**EXERCISE DESCRIPTION**:
Beginning at the line that contains "pub trait JobExecutor: Send", write out each remaining line of the entries below exactly as it stands.

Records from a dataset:
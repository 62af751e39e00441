// SPDX-License-Identifier: MIT OR Apache-2.0
//! Collaborator traits [`PushOrchestrator`](crate::PushOrchestrator) drives
//! through, rather than owning the concrete `octorunner-snapshot`,
//! `-forge`, and `-executor` types directly.
//!
//! Grounded on `abp-backend-core::Backend`: an `#[async_trait]` interface
//! at the seam between the orchestrator and the systems it calls out to,
//! so integration tests can drive the real state machine against fakes
//! (`abp-integrations::MockBackend`'s role here) the way spec.md §8 asks
//! for, without a Docker daemon or network access.

use async_trait::async_trait;
use octorunner_core::EventScope;
use octorunner_executor::{ContainerExecutor, ExecutionOutcome, ExecutorError};
use octorunner_forge::{ForgeClient, ForgeError, StatusState};
use octorunner_pipeline::PipelineSpec;
use octorunner_snapshot::{Snapshot, SnapshotError, SnapshotFetcher};
use octorunner_store::OutputWriter;
use std::path::Path;

/// Resolves and extracts a source snapshot for one commit.
#[async_trait]
pub trait SnapshotSource: Send + Sync {
    /// Fetch and extract the archive for `owner/repo` at `commit`.
    async fn fetch(
        &self,
        owner: &str,
        repo: &str,
        commit: &str,
        token: Option<&str>,
        scope: &EventScope,
    ) -> Result<Snapshot, SnapshotError>;
}

#[async_trait]
impl SnapshotSource for SnapshotFetcher {
    async fn fetch(
        &self,
        owner: &str,
        repo: &str,
        commit: &str,
        token: Option<&str>,
        scope: &EventScope,
    ) -> Result<Snapshot, SnapshotError> {
        SnapshotFetcher::fetch(self, owner, repo, commit, token, scope).await
    }
}

/// Publishes a commit status to the forge.
#[async_trait]
pub trait StatusReporter: Send + Sync {
    /// Post `state` as the commit status for `owner/repo@commit`.
    async fn post_status(
        &self,
        owner: &str,
        repo: &str,
        commit: &str,
        state: StatusState,
        token: &str,
    ) -> Result<(), ForgeError>;
}

#[async_trait]
impl StatusReporter for ForgeClient {
    async fn post_status(
        &self,
        owner: &str,
        repo: &str,
        commit: &str,
        state: StatusState,
        token: &str,
    ) -> Result<(), ForgeError> {
        ForgeClient::post_status(self, owner, repo, commit, state, token).await
    }
}

/// Runs one pipeline to completion inside a container.
#[async_trait]
pub trait JobExecutor: Send + Sync {
    /// Execute `pipeline` against the extracted `workdir`.
    async fn run(
        &self,
        pipeline: &PipelineSpec,
        workdir: &Path,
        full_name: &str,
        commit_id: &str,
        writer: &OutputWriter,
        scope: &EventScope,
    ) -> Result<ExecutionOutcome, ExecutorError>;
}

#[async_trait]
impl JobExecutor for ContainerExecutor {
    async fn run(
        &self,
        pipeline: &PipelineSpec,
        workdir: &Path,
        full_name: &str,
        commit_id: &str,
        writer: &OutputWriter,
        scope: &EventScope,
    ) -> Result<ExecutionOutcome, ExecutorError> {
        ContainerExecutor::run(self, pipeline, workdir, full_name, commit_id, writer, scope).await
    }
}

**RESPONSE TO THIS TASK**:
pub trait JobExecutor: Send + Sync {
    /// Execute `pipeline` against the extracted `workdir`.
    async fn run(
        &self,
        pipeline: &PipelineSpec,
        workdir: &Path,
        full_name: &str,
        commit_id: &str,
        writer: &OutputWriter,
        scope: &EventScope,
    ) -> Result<ExecutionOutcome, ExecutorError>;
}

#[async_trait]
impl JobExecutor for ContainerExecutor {
    async fn run(
        &self,
        pipeline: &PipelineSpec,
        workdir: &Path,
        full_name: &str,
        commit_id: &str,
        writer: &OutputWriter,
        scope: &EventScope,
    ) -> Result<ExecutionOutcome, ExecutorError> {
        ContainerExecutor::run(self, pipeline, workdir, full_name, commit_id, writer, scope).await
    }
}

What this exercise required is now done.